埠掃描
出自 MBA智库百科(https://wiki.mbalib.com/)
埠掃描(Port Scan)
目錄 |
埠掃描是指黑客發送一組埠掃描消息,試圖以此侵入用戶電腦,並掌握電腦網路服務類型。攻擊者可以通過它知道到從哪裡可找到攻擊弱點。實質上。埠掃描向每個埠發送消息,一次只發送一個消息。接收到的回應類型表示是否在用該埠並且可發現電腦的弱點。
其中“埠(Port)”的含義有兩個:一種是指物理連接埠,例如集線器、交換機、路由器等設備的介面,另一個是從邏輯意義上進行形象化比喻產生的,一般泛指在TCPgP協議中的埠,如80埠是指網頁瀏覽服務、2l埠是指FTP協議傳輸服務,而且TCP/IP的協議埠號範圍很寬,從0~65535都屬於邏輯埠的範圍。
埠掃描的原理是通過向目標主機發送探測數據包(主要針對TCP/IP服務埠),並通過探測數據包反饋回來的數據判斷服務埠的狀態,這些信息會被記錄下來並用於判斷埠是否關閉。如利用調用套接字函數connect()可以實現與目標主機的鏈接並形成完整的“三次握手”,如果埠處於偵聽狀態則返回connect()函數,也就意味著埠開放;反之則意味著無法提供服務。由於大部分的網訪問都是基於TCP傳輸協議和UDP數據報協議完成的,這也就給攻擊者提供了主要的掃描對象。

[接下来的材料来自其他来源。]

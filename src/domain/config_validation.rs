//! Configuration validation.
//!
//! Validates all config fields before the engine starts or an instrument is loaded.

use crate::domain::direction::Direction;
use crate::domain::error::CandlegateError;
use crate::domain::instrument::AssetClass;
use crate::ports::config_port::ConfigPort;

const ALLOCATION_TOLERANCE: f64 = 1e-6;

pub fn validate_engine_config(config: &dyn ConfigPort) -> Result<(), CandlegateError> {
    let symbols = validate_symbols(config)?;
    validate_strategies_dir(config)?;
    validate_positive_int(config, "engine", "timeframe_minutes", 5)?;
    validate_positive_int(config, "engine", "history_bars", 150)?;
    validate_positive_int(config, "engine", "poll_interval_seconds", 5)?;
    validate_positive_int(config, "engine", "state_staleness_minutes", 30)?;
    validate_grace(config)?;
    validate_broker_offset(config)?;
    validate_state_backend(config)?;
    validate_allocation(config, &symbols)?;
    Ok(())
}

pub fn validate_instrument_config(config: &dyn ConfigPort) -> Result<(), CandlegateError> {
    validate_asset_class(config)?;
    validate_digits(config)?;
    for key in ["fast", "medium", "slow", "filter"] {
        validate_positive_int(config, "ema", key, 1)?;
    }
    validate_positive_int(config, "atr", "period", 1)?;
    validate_direction(config, Direction::Long)?;
    validate_direction(config, Direction::Short)?;
    validate_window(config)?;
    validate_time_filter(config)?;
    validate_risk(config)?;
    Ok(())
}

/// Parse the comma separated `[engine] symbols` list.
pub fn parse_symbols(config: &dyn ConfigPort) -> Vec<String> {
    config
        .get_string("engine", "symbols")
        .map(|s| {
            s.split(',')
                .map(|sym| sym.trim().to_uppercase())
                .filter(|sym| !sym.is_empty())
                .collect()
        })
        .unwrap_or_default()
}

fn invalid(section: &str, key: &str, reason: impl Into<String>) -> CandlegateError {
    CandlegateError::ConfigInvalid {
        section: section.to_string(),
        key: key.to_string(),
        reason: reason.into(),
    }
}

fn validate_symbols(config: &dyn ConfigPort) -> Result<Vec<String>, CandlegateError> {
    if config.get_string("engine", "symbols").is_none() {
        return Err(CandlegateError::ConfigMissing {
            section: "engine".to_string(),
            key: "symbols".to_string(),
        });
    }
    let symbols = parse_symbols(config);
    if symbols.is_empty() {
        return Err(invalid("engine", "symbols", "at least one symbol is required"));
    }
    Ok(symbols)
}

fn validate_strategies_dir(config: &dyn ConfigPort) -> Result<(), CandlegateError> {
    match config.get_string("engine", "strategies_dir") {
        Some(s) if !s.trim().is_empty() => Ok(()),
        _ => Err(CandlegateError::ConfigMissing {
            section: "engine".to_string(),
            key: "strategies_dir".to_string(),
        }),
    }
}

fn validate_positive_int(
    config: &dyn ConfigPort,
    section: &str,
    key: &str,
    default: i64,
) -> Result<(), CandlegateError> {
    let value = config.get_int(section, key, default);
    if value < 1 {
        return Err(invalid(section, key, format!("{key} must be at least 1")));
    }
    Ok(())
}

fn validate_grace(config: &dyn ConfigPort) -> Result<(), CandlegateError> {
    let grace = config.get_int("engine", "close_grace_seconds", 10);
    let timeframe = config.get_int("engine", "timeframe_minutes", 5);
    if grace < 0 || grace >= timeframe * 60 {
        return Err(invalid(
            "engine",
            "close_grace_seconds",
            "close_grace_seconds must be non-negative and shorter than the timeframe",
        ));
    }
    Ok(())
}

fn validate_broker_offset(config: &dyn ConfigPort) -> Result<(), CandlegateError> {
    let offset = config.get_int("engine", "broker_utc_offset_hours", 0);
    if !(-12..=14).contains(&offset) {
        return Err(invalid(
            "engine",
            "broker_utc_offset_hours",
            "broker_utc_offset_hours must be between -12 and 14",
        ));
    }
    Ok(())
}

fn validate_state_backend(config: &dyn ConfigPort) -> Result<(), CandlegateError> {
    match config.get_string("engine", "state_backend").as_deref() {
        None | Some("json") | Some("sqlite") => Ok(()),
        Some(other) => Err(invalid(
            "engine",
            "state_backend",
            format!("unknown state backend '{other}', expected json or sqlite"),
        )),
    }
}

fn validate_allocation(config: &dyn ConfigPort, symbols: &[String]) -> Result<(), CandlegateError> {
    let mut total = 0.0;
    for symbol in symbols {
        let fraction = config.get_double("allocation", symbol, 0.0);
        if fraction <= 0.0 || fraction > 1.0 {
            return Err(invalid(
                "allocation",
                symbol,
                "allocation must be in (0, 1]",
            ));
        }
        total += fraction;
    }
    if (total - 1.0).abs() > ALLOCATION_TOLERANCE {
        return Err(invalid(
            "allocation",
            "*",
            format!("allocations must sum to 1.0, got {total:.6}"),
        ));
    }
    Ok(())
}

fn validate_asset_class(config: &dyn ConfigPort) -> Result<(), CandlegateError> {
    match config.get_string("instrument", "asset_class") {
        None => Ok(()),
        Some(s) if AssetClass::parse(&s).is_some() => Ok(()),
        Some(s) => Err(invalid(
            "instrument",
            "asset_class",
            format!("unknown asset class '{s}', expected forex or metal"),
        )),
    }
}

fn validate_digits(config: &dyn ConfigPort) -> Result<(), CandlegateError> {
    let digits = config.get_int("instrument", "digits", 5);
    if !(0..=10).contains(&digits) {
        return Err(invalid("instrument", "digits", "digits must be between 0 and 10"));
    }
    Ok(())
}

fn validate_direction(config: &dyn ConfigPort, direction: Direction) -> Result<(), CandlegateError> {
    let s = direction.section();
    for key in ["atr_sl_multiplier", "atr_tp_multiplier"] {
        if config.get_double(s, key, 1.0) <= 0.0 {
            return Err(invalid(s, key, format!("{key} must be positive")));
        }
    }
    validate_band(config, s, "use_atr_filter", "atr_min", "atr_max")?;
    validate_band(
        config,
        s,
        "use_atr_increment_filter",
        "atr_increment_min",
        "atr_increment_max",
    )?;
    validate_band(
        config,
        s,
        "use_atr_decrement_filter",
        "atr_decrement_min",
        "atr_decrement_max",
    )?;
    validate_band(config, s, "use_angle_filter", "min_angle", "max_angle")?;
    if config.get_double(s, "angle_scale_factor", 1.0) <= 0.0 {
        return Err(invalid(s, "angle_scale_factor", "angle_scale_factor must be positive"));
    }
    validate_positive_int(config, s, "pullback_max_candles", 2)?;
    validate_positive_int(config, s, "entry_window_periods", 7)?;
    Ok(())
}

/// An enabled band needs both bounds present and ordered.
fn validate_band(
    config: &dyn ConfigPort,
    section: &str,
    flag: &str,
    min_key: &str,
    max_key: &str,
) -> Result<(), CandlegateError> {
    if !config.get_bool(section, flag, false) {
        return Ok(());
    }
    for key in [min_key, max_key] {
        if config.get_string(section, key).is_none() {
            return Err(CandlegateError::ConfigMissing {
                section: section.to_string(),
                key: key.to_string(),
            });
        }
    }
    let min = config.get_double(section, min_key, f64::NAN);
    let max = config.get_double(section, max_key, f64::NAN);
    if min.is_nan() || max.is_nan() {
        return Err(invalid(section, min_key, "band bounds must be numeric"));
    }
    if min > max {
        return Err(invalid(
            section,
            min_key,
            format!("{min_key} must not exceed {max_key}"),
        ));
    }
    Ok(())
}

fn validate_window(config: &dyn ConfigPort) -> Result<(), CandlegateError> {
    if config.get_double("window", "offset_multiplier", 1.0) < 0.0 {
        return Err(invalid(
            "window",
            "offset_multiplier",
            "offset_multiplier must be non-negative",
        ));
    }
    if config.get_double("window", "price_offset_multiplier", 0.5) < 0.0 {
        return Err(invalid(
            "window",
            "price_offset_multiplier",
            "price_offset_multiplier must be non-negative",
        ));
    }
    Ok(())
}

fn validate_time_filter(config: &dyn ConfigPort) -> Result<(), CandlegateError> {
    for (key, default, max) in [
        ("start_hour", 0, 23),
        ("end_hour", 23, 23),
        ("start_minute", 0, 59),
        ("end_minute", 59, 59),
    ] {
        let value = config.get_int("time_filter", key, default);
        if !(0..=max).contains(&value) {
            return Err(invalid(
                "time_filter",
                key,
                format!("{key} must be between 0 and {max}"),
            ));
        }
    }
    Ok(())
}

fn validate_risk(config: &dyn ConfigPort) -> Result<(), CandlegateError> {
    let risk = config.get_double("risk", "risk_percent", 0.005);
    if risk <= 0.0 || risk > 1.0 {
        return Err(invalid("risk", "risk_percent", "risk_percent must be in (0, 1]"));
    }
    if config.get_double("risk", "max_lots", 0.0) < 0.0 {
        return Err(invalid("risk", "max_lots", "max_lots must be non-negative"));
    }
    Ok(())
}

以TCPhP協議為例,一共有四個協議層構成,分別為:應用層、傳輸層、網際層和介面層。大部分的網路服務(services)也是通過TCP埠來識別的,這就進一步收縮了可檢測的範圍。如果一個攻擊者想要瞭解目標主機的服務狀態和內容,只需要從反饋的埠號進行分析便可一日瞭然。如:檢測到遠程登錄協議的埠號23,通過竊取登錄賬號口令,入侵者便可以通過漏洞建立遠程通信連接。
(1)TCPconnect()掃描方式。這是最常用、最近本的埠掃描類型,通過對操作系統提供的conect()函數調用可以連接任意一個目標電腦埠,不需要任何許可權,也能夠節省單位訪問時間。但是這種方式也存在一個致命的問題,它的隱蔽性不夠好,很容易被過濾掉。
(2)TCPSYN掃描方式。這種掃描方式是通過SYN數據包實現的,從技術角度來說屬於“半開放”形式。這種掃描方式剋服了隱蔽性差的缺點,而且不易引起電腦監控系統的註意,也不會留下記錄。但是要實現這一點也要有相應的root許可權,同樣也不容易實現。
(3)IP段掃描。IP段掃描是一項比較新的技術,通過一些網路工具就可以輕鬆地實現,也是一切Hacker喜歡的隨機埠掃描方式。通過掃描工具只需要確定要掃描的IP段,例如192.168.1.1~192.168.1.200,就可以找出這個IP範圍內主機通過路由器的狀態。由於這種方式並不直接通過TCP探測數據包發送,所以隱蔽性很強。